Grüner Klubobmann sieht den neuen Lack bröckeln - Blanik habe nie vorhabt in die Regierung zu wechseln

Gebi Mair - zu SPÖ Selbstaufgabe: "An sich selbst gescheitert"

Die Selbstaufgabe der SPÖ in den Sondierungsgespräche stößt beim Grüne Klubobmann Gebi Mair auf keinerlei Verständnis. "Die SPÖ hat sich im Wahlkampf als "neu" verkauft, aber der Lack ist schnell abgegangen. Zum Vorschein kommt, dass innerhalb der SPÖ ein Grabenkampf zwischen Sellrain und Lienz tobt, wo es nicht um Inhalte, sondern um Posten geht.

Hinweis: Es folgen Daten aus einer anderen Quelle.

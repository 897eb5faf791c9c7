mod client;
mod registry;

pub use client::NamingClient;
pub use client::NamingError;
pub(crate) use registry::Registry;
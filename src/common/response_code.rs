use std::fmt;

/// Outcome of a replica operation as seen on the wire.
#[derive(Copy, Clone, Debug, Eq, PartialEq)]
pub enum ResponseCode {
    Ok,
    InactiveServer,
    InvalidArgument,
    EnrollmentsAlreadyOpened,
    EnrollmentsAlreadyClosed,
    FullClass,
    StudentAlreadyEnrolled,
    NonExistingStudent,
}

impl fmt::Display for ResponseCode {
    fn fmt(&self, f: &mut fmt::Formatter<'_>) -> fmt::Result {
        let s = match self {
            ResponseCode::Ok => "OK",
            ResponseCode::InactiveServer => "INACTIVE_SERVER",
            ResponseCode::InvalidArgument => "INVALID_ARGUMENT",
            ResponseCode::EnrollmentsAlreadyOpened => "ENROLLMENTS_ALREADY_OPENED",
            ResponseCode::EnrollmentsAlreadyClosed => "ENROLLMENTS_ALREADY_CLOSED",
            ResponseCode::FullClass => "FULL_CLASS",
            ResponseCode::StudentAlreadyEnrolled => "STUDENT_ALREADY_ENROLLED",
            ResponseCode::NonExistingStudent => "NON_EXISTING_STUDENT",
        };
        f.write_str(s)
    }
}
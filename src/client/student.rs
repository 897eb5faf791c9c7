use crate::api::{FrontendConfig, OptionsError};
use crate::client::router::{reply, ClientRouter, Reply};
use crate::client::selection::Target;
use crate::client::FrontendError;
use crate::common::{call_with_timeout, CallError, ClassState};
use crate::grpc::student_service_client::StudentServiceClient;
use crate::grpc::{ProtoEnrollReq, ProtoListClassReq, ProtoStudent};
use tokio::time::Duration;
use tonic::transport::Channel;
use tonic::Status;

const INITIAL_PRIMARY_WEIGHT: f64 = 0.3;

/// Client of the student interface. Both operations may be served by any replica.
pub struct StudentFrontend {
    router: ClientRouter,
}

impl StudentFrontend {
    pub fn new(config: FrontendConfig) -> Result<Self, OptionsError> {
        Ok(StudentFrontend {
            router: config.into_router(INITIAL_PRIMARY_WEIGHT)?,
        })
    }

    pub async fn enroll(&mut self, student_id: &str, student_name: &str) -> Result<(), FrontendError> {
        let timeout = self.router.rpc_timeout();
        let request = ProtoEnrollReq {
            student: Some(ProtoStudent {
                student_id: student_id.to_string(),
                student_name: student_name.to_string(),
            }),
        };

        self.router
            .execute(Target::Either, |channel| enroll(channel, timeout, request.clone()))
            .await
    }

    pub async fn list_class(&mut self) -> Result<ClassState, FrontendError> {
        let timeout = self.router.rpc_timeout();

        self.router
            .execute(Target::Either, |channel| list_class(channel, timeout))
            .await
    }
}

async fn enroll(channel: Channel, timeout: Duration, request: ProtoEnrollReq) -> Result<Reply<()>, CallError> {
    let mut client = StudentServiceClient::new(channel);
    let result = call_with_timeout(timeout, client.enroll(request)).await?;

    reply(result.code, ())
}

async fn list_class(channel: Channel, timeout: Duration) -> Result<Reply<ClassState>, CallError> {
    let mut client = StudentServiceClient::new(channel);
    let result = call_with_timeout(timeout, client.list_class(ProtoListClassReq {})).await?;

    match reply(result.code, result.class_state)? {
        Ok(Some(class_state)) => Ok(Ok(ClassState::from(class_state))),
        Ok(None) => Err(Status::internal("Missing class state").into()),
        Err(code) => Ok(Err(code)),
    }
}
use std::fmt;

/// Fixed at class server startup. Breaks merge ties and biases client routing.
#[derive(Copy, Clone, Debug, Hash, Eq, PartialEq, Ord, PartialOrd)]
pub enum Role {
    Primary,
    Secondary,
}

impl Role {
    pub const ALL: [Role; 2] = [Role::Primary, Role::Secondary];

    /// The single-letter qualifier used on the command line.
    pub fn qualifier(&self) -> &'static str {
        match self {
            Role::Primary => "P",
            Role::Secondary => "S",
        }
    }

    pub fn from_qualifier(qualifier: &str) -> Option<Role> {
        match qualifier {
            "P" => Some(Role::Primary),
            "S" => Some(Role::Secondary),
            _ => None,
        }
    }
}

impl fmt::Display for Role {
    fn fmt(&self, f: &mut fmt::Formatter<'_>) -> fmt::Result {
        f.write_str(self.qualifier())
    }
}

Das haben sich die Wähler*innen nicht verdient, die der SPÖ ihre Simme im guten Glauben geschenkt haben, dass die Sozialdemokratie anders als früher agieren werde", kritisiert Mair

Bürgermeisterin Blanik müsse sich nun den Vorwurf gefallen lassen, dass sie unter falscher Flagge in diesem Wahlkampf und in den Sondierungen unterwegs war. "Die Segel waren bei ihr stets auf Opposition gehisst. Jetzt so zu tun, als wäre es an den Inhalten gescheitert, ist unanständig. Blanik wollte immer in Lienz bleiben. Daran ist es gescheitert", spricht Mair aus was in den Landhausgängen Gesprächsthema Nummer 1 ist

Zu den laufenden Sondierungsgesprächen mit der Tiroler Volkspartei sagt Mair heute, dass diese fortgesetzt werden. "In unseren Gesprächen geht es nicht um Personen, sondern um die wesentlichen Inhalte für die kommenden Jahre. Die Gespräche verlaufen bisher sehr wertschätzend", so Mair.